WORK ITEM: Copy out each line of the data that holds the string "ProcessingOutcome".

RECORDED DATA:
────────────────────

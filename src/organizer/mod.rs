pub mod naming;
pub mod transfer;

use std::path::{Path, PathBuf};

use crate::config::OutputConfig;
use crate::error::{AppError, Result};
use crate::types::{FileReport, Placement, ProcessingOutcome};

/// Failure bucket directory name under the output root.
pub const FAILED_DIR: &str = "_failed_to_process";

/// Upper bound on `_<n>` suffixes tried before giving up on a name.
const MAX_SUFFIX: usize = 10_000;

/// Destination chosen for a file, before collision handling.
#[derive(Debug, Clone, PartialEq, Eq)]
pub struct Plan {
    pub dir: PathBuf,
    pub file_name: String,
    pub placement: Placement,
}

/// Moves classified files into `<root>/<type>/<type>_<serial>.<ext>` and
/// everything else into `<root>/_failed_to_process/<original name>`.
///
/// Existing files are never overwritten: a taken name gets the first free
/// `_<n>` suffix.
pub struct FileOrganizer {
    output_root: PathBuf,
}

impl FileOrganizer {
    pub fn new(config: &OutputConfig) -> Self {
        Self {
            output_root: config.root.clone(),
        }
    }

    pub fn output_root(&self) -> &Path {
        &self.output_root
    }

    pub fn failure_dir(&self) -> PathBuf {
        self.output_root.join(FAILED_DIR)
    }

    pub fn plan(&self, source: &Path, outcome: &ProcessingOutcome) -> Result<Plan> {
        let original_name = source
            .file_name()
            .map(|n| n.to_string_lossy().to_string())
            .ok_or_else(|| {
                AppError::Filesystem(format!("Invalid source path {}", source.display()))
            })?;

        if let ProcessingOutcome::Success(result) = outcome {
            let doc_type = naming::sanitize_document_type(&result.document_type);
            let serial = naming::sanitize_serial(&result.serial_number);

            if !doc_type.is_empty() && !serial.is_empty() {
                return Ok(Plan {
                    dir: self.output_root.join(&doc_type),
                    file_name: naming::sorted_file_name(&doc_type, &serial, source),
                    placement: Placement::Sorted,
                });
            }

            tracing::warn!(
                file = %original_name,
                document_type = %result.document_type,
                serial = %result.serial_number,
                "Label has no usable characters, routing to failure bucket"
            );
        }

        Ok(Plan {
            dir: self.failure_dir(),
            file_name: original_name,
            placement: Placement::Quarantined,
        })
    }

    /// Move `source` to the place its outcome dictates.
    pub async fn organize(&self, source: &Path, outcome: &ProcessingOutcome) -> Result<FileReport> {
        let plan = self.plan(source, outcome)?;

        tokio::fs::create_dir_all(&plan.dir).await.map_err(|e| {
            AppError::Filesystem(format!("Failed to create {}: {e}", plan.dir.display()))
        })?;

        let destination = next_free_path(&plan.dir, &plan.file_name).await?;
        transfer::move_file(source, &destination).await?;

        Ok(FileReport {
            source: source.to_path_buf(),
            destination,
            placement: plan.placement,
        })
    }
}

/// `dir/name`, or `dir/<stem>_<n>.<ext>` for the smallest free `n`.
pub async fn next_free_path(dir: &Path, file_name: &str) -> Result<PathBuf> {
    let candidate = dir.join(file_name);
    if !path_taken(&candidate).await? {
        return Ok(candidate);
    }

    for n in 1..=MAX_SUFFIX {
        let candidate = dir.join(naming::suffixed_file_name(file_name, n));
        if !path_taken(&candidate).await? {
            tracing::info!(
                wanted = file_name,
                chosen = %candidate.display(),
                "Destination name taken, using suffix"
            );
            return Ok(candidate);
        }
    }

    Err(AppError::Filesystem(format!(
        "No free name for {file_name} in {}",
        dir.display()
    )))
}

async fn path_taken(path: &Path) -> Result<bool> {
    tokio::fs::try_exists(path)
        .await
        .map_err(|e| AppError::Filesystem(format!("Failed to inspect {}: {e}", path.display())))
}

────────────────────

ANSWER SPACE:
use crate::types::{FileReport, Placement, ProcessingOutcome};
    pub fn plan(&self, source: &Path, outcome: &ProcessingOutcome) -> Result<Plan> {
        if let ProcessingOutcome::Success(result) = outcome {
    pub async fn organize(&self, source: &Path, outcome: &ProcessingOutcome) -> Result<FileReport> {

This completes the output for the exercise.